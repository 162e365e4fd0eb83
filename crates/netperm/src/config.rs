//! Operator configuration for whitebind and whitelist entries.
//!
//! Entries are kept as raw strings until [`PermissionConfig::resolve`]
//! parses them, so a single bad entry can either abort loading or be
//! skipped depending on [`PermissionConfig::strict`].
//!
//! ```toml
//! strict = false
//! whitebind = ["noban@127.0.0.1:8334"]
//! whitelist = ["10.0.0.0/8", "relay,in@192.168.0.0/16"]
//! ```

use std::path::Path;

use serde::{Deserialize, Serialize};
use tracing::{debug, info, warn};

use crate::error::{ConfigError, ConfigResult, PermissionResult};
use crate::grammar::ConnectionDirection;
use crate::net::{NumericLookup, ServiceLookup, SubnetLookup};
use crate::whitebind::WhitebindPermissions;
use crate::whitelist::WhitelistPermissions;

/// Raw permission entries as written by the operator.
#[derive(Debug, Clone, PartialEq, Eq, Serialize, Deserialize)]
#[serde(default, deny_unknown_fields)]
pub struct PermissionConfig {
    /// Abort on the first invalid entry instead of skipping it.
    ///
    /// Defaults to `true`.
    pub strict: bool,

    /// `[permissions@]addr:port` entries.
    pub whitebind: Vec<String>,

    /// `[permissions@]subnet` entries.
    pub whitelist: Vec<String>,
}

impl Default for PermissionConfig {
    fn default() -> Self {
        Self {
            strict: true,
            whitebind: Vec::new(),
            whitelist: Vec::new(),
        }
    }
}

impl PermissionConfig {
    /// Create an empty strict configuration.
    pub fn new() -> Self {
        Self::default()
    }

    /// Add a whitebind entry.
    pub fn with_whitebind(mut self, entry: impl Into<String>) -> Self {
        self.whitebind.push(entry.into());
        self
    }

    /// Add a whitelist entry.
    pub fn with_whitelist(mut self, entry: impl Into<String>) -> Self {
        self.whitelist.push(entry.into());
        self
    }

    /// Set whether invalid entries abort resolution.
    pub fn with_strict(mut self, strict: bool) -> Self {
        self.strict = strict;
        self
    }

    /// Parse a configuration from TOML text.
    pub fn from_toml_str(text: &str) -> ConfigResult<Self> {
        Ok(toml::from_str(text)?)
    }

    /// Load a configuration file.
    pub fn load(path: impl AsRef<Path>) -> ConfigResult<Self> {
        let path = path.as_ref();
        let text =
            std::fs::read_to_string(path).map_err(|e| ConfigError::read_file(path, e))?;
        let config = Self::from_toml_str(&text)?;
        debug!(
            path = %path.display(),
            whitebind = config.whitebind.len(),
            whitelist = config.whitelist.len(),
            "Loaded permission config"
        );
        Ok(config)
    }

    /// Parse every entry using numeric address lookup.
    pub fn resolve(&self) -> ConfigResult<ResolvedPermissions> {
        self.resolve_with(&NumericLookup)
    }

    /// Parse every entry, resolving locations with `lookup`.
    ///
    /// # Errors
    ///
    /// In strict mode, returns [`ConfigError::Entry`] for the first entry
    /// that fails to parse. Otherwise failing entries are logged and left
    /// out of the result.
    pub fn resolve_with<L>(&self, lookup: &L) -> ConfigResult<ResolvedPermissions>
    where
        L: ServiceLookup + SubnetLookup + ?Sized,
    {
        let mut resolved = ResolvedPermissions::default();

        for (index, entry) in self.whitebind.iter().enumerate() {
            let parsed = WhitebindPermissions::try_parse_with(entry, lookup);
            if let Some(bind) = self.accept("whitebind", index, entry, parsed)? {
                if bind.flags.is_implicit() {
                    info!(
                        entry = %entry,
                        "whitebind entry has no permission list, granting default permissions"
                    );
                }
                resolved.binds.push(bind);
            }
        }

        for (index, entry) in self.whitelist.iter().enumerate() {
            let parsed = WhitelistPermissions::try_parse_with(entry, lookup);
            if let Some((permissions, direction)) = self.accept("whitelist", index, entry, parsed)?
            {
                if permissions.flags.is_implicit() {
                    info!(
                        entry = %entry,
                        "whitelist entry has no permission list, granting default permissions"
                    );
                }
                resolved.subnets.push(WhitelistEntry {
                    permissions,
                    direction,
                });
            }
        }

        Ok(resolved)
    }

    fn accept<T>(
        &self,
        option: &'static str,
        index: usize,
        entry: &str,
        parsed: PermissionResult<T>,
    ) -> ConfigResult<Option<T>> {
        match parsed {
            Ok(value) => Ok(Some(value)),
            Err(source) if self.strict => Err(ConfigError::Entry {
                option,
                index,
                source,
            }),
            Err(source) => {
                warn!(
                    option,
                    index,
                    entry = %entry,
                    error = %source,
                    "Skipping invalid permission entry"
                );
                Ok(None)
            }
        }
    }
}

/// A parsed whitelist entry together with the connections it covers.
#[derive(Debug, Clone, Copy, PartialEq, Eq, Serialize, Deserialize)]
pub struct WhitelistEntry {
    /// The parsed permissions and subnet.
    pub permissions: WhitelistPermissions,
    /// Which connections the entry applies to.
    pub direction: ConnectionDirection,
}

/// Every entry of a [`PermissionConfig`] that parsed successfully.
#[derive(Debug, Clone, Default, PartialEq, Eq, Serialize, Deserialize)]
pub struct ResolvedPermissions {
    /// Whitebind entries in configuration order.
    pub binds: Vec<WhitebindPermissions>,
    /// Whitelist entries in configuration order.
    pub subnets: Vec<WhitelistEntry>,
}

impl ResolvedPermissions {
    /// Total number of resolved entries.
    pub fn len(&self) -> usize {
        self.binds.len() + self.subnets.len()
    }

    /// Returns `true` if nothing resolved.
    pub fn is_empty(&self) -> bool {
        self.binds.is_empty() && self.subnets.is_empty()
    }
}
· · · ·
Exercise aim
Beginning at the first line above, repeat exactly until the line containing "pub fn new()", which is included.

Result of the task
repository 162e365e4fd0eb83
filename crates/netperm/src/config.rs
//! Operator configuration for whitebind and whitelist entries.
//!
//! Entries are kept as raw strings until [`PermissionConfig::resolve`]
//! parses them, so a single bad entry can either abort loading or be
//! skipped depending on [`PermissionConfig::strict`].
//!
//! ```toml
//! strict = false
//! whitebind = ["noban@127.0.0.1:8334"]
//! whitelist = ["10.0.0.0/8", "relay,in@192.168.0.0/16"]
//! ```

use std::path::Path;

use serde::{Deserialize, Serialize};
use tracing::{debug, info, warn};

use crate::error::{ConfigError, ConfigResult, PermissionResult};
use crate::grammar::ConnectionDirection;
use crate::net::{NumericLookup, ServiceLookup, SubnetLookup};
use crate::whitebind::WhitebindPermissions;
use crate::whitelist::WhitelistPermissions;

/// Raw permission entries as written by the operator.
#[derive(Debug, Clone, PartialEq, Eq, Serialize, Deserialize)]
#[serde(default, deny_unknown_fields)]
pub struct PermissionConfig {
    /// Abort on the first invalid entry instead of skipping it.
    ///
    /// Defaults to `true`.
    pub strict: bool,

    /// `[permissions@]addr:port` entries.
    pub whitebind: Vec<String>,

    /// `[permissions@]subnet` entries.
    pub whitelist: Vec<String>,
}

impl Default for PermissionConfig {
    fn default() -> Self {
        Self {
            strict: true,
            whitebind: Vec::new(),
            whitelist: Vec::new(),
        }
    }
}

impl PermissionConfig {
    /// Create an empty strict configuration.
    pub fn new() -> Self {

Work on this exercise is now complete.